I love the teeny, tiny cars that make my Mini Cooper look much too grandiose. The little Fiats and Smart Cars that line the streets are not only cute, but perfect for the tiny Amalfi roads.
Speaking of Amalfi, I love the coastal highway. Although this area is overrun with tourists and in main cities, it seems hard to find a passing person who is actually Italian, it is still a beautiful place to visit. The twisty road hugs the coast from a distance high on cliffed edges. The colorful buildings and luscious blue water offer views that I have never seen anywhere else. I like to think that I am walking on a movie set and just wait for Sophia Loren to show up to perform her lines.
I love the Italian language. I have taken a few daylong Italian classes, but really have difficulty remembering much. Sometimes, I think that is a good thing because instead of focusing on what people actually say, I am watching their facial expressions, rapidly moving hands, and passion for whatever they are sharing. The laughing, talking children are my favorite because their words sound like a mix of talking and singing.

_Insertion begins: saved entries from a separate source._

//! In-memory adapters for the collaborator ports.
//!
//! The testing and single-process twin of the external record store and
//! results index. `InMemoryRecordStore` performs its conditional write
//! atomically under one lock, so several coordinator instances sharing an
//! `Arc` of it race exactly the way workers race against a real store.

use std::collections::HashMap;

use async_trait::async_trait;
use tokio::sync::Mutex;
use uuid::Uuid;

use crate::domain::models::SwarmId;
use crate::domain::ports::{ParticleInfo, RecordStore, ResultsIndex, StoreError, WorkCanceller};

/// Record store backed by a mutex-guarded map.
#[derive(Debug, Default)]
pub struct InMemoryRecordStore {
    fields: Mutex<HashMap<(Uuid, String), String>>,
}

impl InMemoryRecordStore {
    pub fn new() -> Self {
        Self::default()
    }
}

#[async_trait]
impl RecordStore for InMemoryRecordStore {
    async fn get_field(&self, job_id: Uuid, field: &str) -> Result<Option<String>, StoreError> {
        let fields = self.fields.lock().await;
        Ok(fields.get(&(job_id, field.to_string())).cloned())
    }

    async fn set_field_if_equal(
        &self,
        job_id: Uuid,
        field: &str,
        new_value: &str,
        expected: Option<&str>,
    ) -> Result<bool, StoreError> {
        let mut fields = self.fields.lock().await;
        let key = (job_id, field.to_string());
        let current = fields.get(&key).map(String::as_str);
        if current != expected {
            return Ok(false);
        }
        fields.insert(key, new_value.to_string());
        Ok(true)
    }
}

/// Results index backed by a particle list. Tests script it by appending
/// particles; best-score queries are computed on the fly.
#[derive(Debug, Default)]
pub struct InMemoryResultsIndex {
    particles: Mutex<Vec<ParticleInfo>>,
}

impl InMemoryResultsIndex {
    pub fn new() -> Self {
        Self::default()
    }

    /// Record a particle evaluation.
    pub async fn add_particle(&self, info: ParticleInfo) {
        self.particles.lock().await.push(info);
    }

    /// Convenience: record a finished evaluation for a swarm.
    pub async fn add_result(&self, swarm_id: &SwarmId, model_id: &str, err_score: f64) {
        self.add_particle(ParticleInfo {
            model_id: model_id.to_string(),
            swarm_id: swarm_id.clone(),
            generation: 0,
            err_score: Some(err_score),
        })
        .await;
    }
}

#[async_trait]
impl ResultsIndex for InMemoryResultsIndex {
    async fn best_model_id_and_err_score(
        &self,
        swarm_id: &SwarmId,
    ) -> Result<(Option<String>, Option<f64>), StoreError> {
        let particles = self.particles.lock().await;
        let best = particles
            .iter()
            .filter(|p| &p.swarm_id == swarm_id)
            .filter_map(|p| p.err_score.map(|score| (p.model_id.clone(), score)))
            .min_by(|a, b| a.1.total_cmp(&b.1));
        match best {
            Some((model_id, score)) => Ok((Some(model_id), Some(score))),
            None => Ok((None, None)),
        }
    }

    async fn particle_infos(
        &self,
        swarm_id: &SwarmId,
        matured: bool,
    ) -> Result<Vec<ParticleInfo>, StoreError> {
        let particles = self.particles.lock().await;
        Ok(particles
            .iter()
            .filter(|p| &p.swarm_id == swarm_id && (!matured || p.err_score.is_some()))
            .cloned()
            .collect())
    }

    async fn particle_info(&self, model_id: &str) -> Result<Option<ParticleInfo>, StoreError> {
        let particles = self.particles.lock().await;
        Ok(particles.iter().find(|p| p.model_id == model_id).cloned())
    }
}

/// Canceller that remembers which swarms were killed, for assertions.
#[derive(Debug, Default)]
pub struct RecordingWorkCanceller {
    killed: Mutex<Vec<SwarmId>>,
}

impl RecordingWorkCanceller {
    pub fn new() -> Self {
        Self::default()
    }

    /// Swarms whose particles were asked to stop, in call order.
    pub async fn killed_swarms(&self) -> Vec<SwarmId> {
        self.killed.lock().await.clone()
    }
}

#[async_trait]
impl WorkCanceller for RecordingWorkCanceller {
    async fn kill_swarm_particles(&self, swarm_id: &SwarmId) -> Result<(), StoreError> {
        self.killed.lock().await.push(swarm_id.clone());
        Ok(())
    }
}

#[cfg(test)]
mod tests {
    use super::*;

    #[tokio::test]
    async fn test_set_field_if_equal_requires_match() {
        let store = InMemoryRecordStore::new();
        let job = Uuid::new_v4();

        // First write requires the field to be absent.
        assert!(store
            .set_field_if_equal(job, "state", "v1", None)
            .await
            .unwrap());
        // A second insert-if-absent loses.
        assert!(!store
            .set_field_if_equal(job, "state", "v2", None)
            .await
            .unwrap());
        // Update with the right expectation wins.
        assert!(store
            .set_field_if_equal(job, "state", "v2", Some("v1"))
            .await
            .unwrap());
        // A stale expectation loses.
        assert!(!store
            .set_field_if_equal(job, "state", "v3", Some("v1"))
            .await
            .unwrap());
        assert_eq!(
            store.get_field(job, "state").await.unwrap().as_deref(),
            Some("v2")
        );
    }

    #[tokio::test]
    async fn test_results_index_best_score() {
        let index = InMemoryResultsIndex::new();
        let swarm = SwarmId::from_encoders(["a"]);
        index.add_result(&swarm, "m1", 2.0).await;
        index.add_result(&swarm, "m2", 1.0).await;
        index.add_result(&swarm, "m3", 3.0).await;

        let (model, score) = index.best_model_id_and_err_score(&swarm).await.unwrap();
        assert_eq!(model.as_deref(), Some("m2"));
        assert_eq!(score, Some(1.0));

        let other = SwarmId::from_encoders(["b"]);
        let (model, score) = index.best_model_id_and_err_score(&other).await.unwrap();
        assert!(model.is_none());
        assert!(score.is_none());
    }

    #[tokio::test]
    async fn test_particle_infos_matured_filter() {
        let index = InMemoryResultsIndex::new();
        let swarm = SwarmId::from_encoders(["a"]);
        index.add_result(&swarm, "m1", 2.0).await;
        index
            .add_particle(ParticleInfo {
                model_id: "m2".to_string(),
                swarm_id: swarm.clone(),
                generation: 1,
                err_score: None,
            })
            .await;

        assert_eq!(index.particle_infos(&swarm, false).await.unwrap().len(), 2);
        assert_eq!(index.particle_infos(&swarm, true).await.unwrap().len(), 1);
    }
}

This probably goes without saying, but I love the food here! In the book “Eat Pray Love,” Elizabeth Gilbert describes how much time passes in Italy, based on her need to buy new clothes because of all the sumptuous food she enjoys in Italian restaurants. Sometimes, okay often, I eat when I am NOT hungry, just because I am walking past a pizzeria and the smell drags me in. Like yesterday, I had bread with my breakfast, a calzone by the beach, and a slice of pizza in the middle of the day. I love that the pasta is always served “al dente” and you are given just the right amount to enjoy. the sauces are fresh and light, but the noodles can be perfectly hard and heavy. I love the sparkling water that comes with meals. It makes me feel all elegant and grown up as I slowly take a few sips. I also can’t stop eating the fresh produce which is often sold from trucks along the street. My hotel room looks like a market with a dresser topped with strawberries, bananas, oranges, and apples. By the way, I also love that there are so many fresh things to eat here that taste better than home…the Parmesan cheese…balsamic vinegar, olive oil…all those things we consume in the States just taste more delicious in their hometowns.

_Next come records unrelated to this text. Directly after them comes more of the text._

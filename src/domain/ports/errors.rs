//! Errors returned by collaborator ports.

use thiserror::Error;

/// Failure talking to an external collaborator (record store, results
/// index, or work canceller).
#[derive(Debug, Error)]
pub enum StoreError {
    /// The backing store could not be reached.
    #[error("Connection failed: {0}")]
    ConnectionFailed(String),

    /// The requested record does not exist.
    #[error("Record not found: {0}")]
    RecordNotFound(String),

    /// A stored value could not be parsed.
    #[error("Invalid stored value: {0}")]
    InvalidValue(String),

    /// Any other backend-specific failure.
    #[error("Backend error: {0}")]
    Backend(String),
}
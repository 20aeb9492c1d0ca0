//! Shared helpers for integration tests.

#![allow(dead_code)]

use std::sync::Arc;

use tracing_subscriber::EnvFilter;
use uuid::Uuid;

use hypersearch::adapters::{InMemoryRecordStore, InMemoryResultsIndex, RecordingWorkCanceller};
use hypersearch::domain::models::{SearchConfig, SearchMode, SwarmId};
use hypersearch::services::SwarmStateStore;

/// Install a test subscriber so `RUST_LOG` controls coordinator logging
/// during test runs. Later calls are no-ops.
pub fn init_tracing() {
    let _ = tracing_subscriber::fmt()
        .with_env_filter(EnvFilter::from_default_env())
        .with_test_writer()
        .try_init();
}

/// State store wired to the in-memory adapters.
pub type MemStateStore =
    SwarmStateStore<InMemoryRecordStore, InMemoryResultsIndex, RecordingWorkCanceller>;

/// One simulated search job: shared adapters plus its job id. Several
/// connected stores against the same harness behave like concurrent
/// workers.
pub struct Harness {
    pub record_store: Arc<InMemoryRecordStore>,
    pub results: Arc<InMemoryResultsIndex>,
    pub canceller: Arc<RecordingWorkCanceller>,
    pub job_id: Uuid,
}

impl Default for Harness {
    fn default() -> Self {
        Self::new()
    }
}

impl Harness {
    pub fn new() -> Self {
        init_tracing();
        Self {
            record_store: Arc::new(InMemoryRecordStore::new()),
            results: Arc::new(InMemoryResultsIndex::new()),
            canceller: Arc::new(RecordingWorkCanceller::new()),
            job_id: Uuid::new_v4(),
        }
    }

    /// Connect a worker's state store to this job.
    pub async fn connect(&self, config: SearchConfig) -> anyhow::Result<MemStateStore> {
        Ok(SwarmStateStore::connect(
            self.record_store.clone(),
            self.results.clone(),
            self.canceller.clone(),
            self.job_id,
            config,
        )
        .await?)
    }
}

/// Temporal search over encoders `a`, `b`, `c` predicting `a`.
pub fn temporal_config() -> SearchConfig {
    SearchConfig::new(["a", "b", "c"], "a", SearchMode::Temporal)
}

/// Shorthand for building a swarm id.
pub fn swarm(encoders: &[&str]) -> SwarmId {
    SwarmId::from_encoders(encoders.iter().copied())
}
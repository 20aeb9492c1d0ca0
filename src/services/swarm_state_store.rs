//! Shared lifecycle state machine for the swarm search.
//!
//! `SwarmStateStore` decides which sprints and swarms should be explored,
//! when swarms and sprints complete, and when the overall search has
//! converged. Multiple worker processes each hold their own instance; the
//! single shared `SearchState` document lives in the external record store
//! and is synchronized through full-document compare-and-swap. There is no
//! merging: a worker that loses a write race adopts the winner's document
//! wholesale and recomputes its intended change from scratch, so every
//! mutating operation here is a recompute-and-retry loop with the
//! conditional write at the loop's edge.

use std::collections::{BTreeMap, BTreeSet};
use std::sync::Arc;

use chrono::Utc;
use futures::future::try_join_all;
use tracing::{debug, info, warn};
use uuid::Uuid;

use crate::domain::errors::{SearchError, SearchResult};
use crate::domain::models::{SearchConfig, SearchMode, SearchState, SwarmId, SwarmStatus};
use crate::domain::ports::{RecordStore, ResultsIndex, StoreError, WorkCanceller};

/// Job-record field under which the shared state blob is stored.
const SEARCH_STATE_FIELD: &str = "search_worker_state";

/// Floor applied to the contribution baseline so a near-zero best score
/// does not blow up the percent formula.
const BASELINE_EPSILON: f64 = 0.000_01;

/// Outcome of one non-writing pass over a sprint's lifecycle.
enum SprintCheck {
    /// The question was answered without touching shared state.
    Decided { active: bool, no_more_sprints: bool },
    /// New swarms were appended locally; a conditional write is required.
    Created,
}

/// Per-worker handle on the shared search lifecycle state.
#[derive(Debug)]
pub struct SwarmStateStore<R, I, C>
where
    R: RecordStore,
    I: ResultsIndex,
    C: WorkCanceller,
{
    record_store: Arc<R>,
    results: Arc<I>,
    canceller: Arc<C>,
    config: SearchConfig,
    job_id: Uuid,
    state: SearchState,
    /// Serialized text of the last fetched document, kept verbatim so the
    /// next conditional write can prove it is not stale.
    prior_text: Option<String>,
    dirty: bool,
}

I love that people here move slowly and have down time in the middle of the day. Stores outside of tourist towns are often closed from 2:00-5:00 pm so people can eat a big meal and spend time resting with their families. The streets are virtually empty and up can hear sounds of cooking, and chatting (or yelling), and clanking silverware from the windows above. While there are likely kids on couches watching tv and playing video games just like at home, my imagination creates much more family-friendly scenes of shared meals and storytelling of days gone by.
Now that I have started this list, I can’t stop. As I walk down the road, I look around at the things I see and think to myself, “Oh, I love that, too!”
I recognize that I idealize Italy from the vantage point of a visitor, and that many things are much less perfect than I describe. That’s why, on this trip, I had the revelation that I will never move here because I don’t want to uncover those less that perfect realities. Instead, I choose to lovingly appreciate all that is good here and take pleasure in all of these things I love.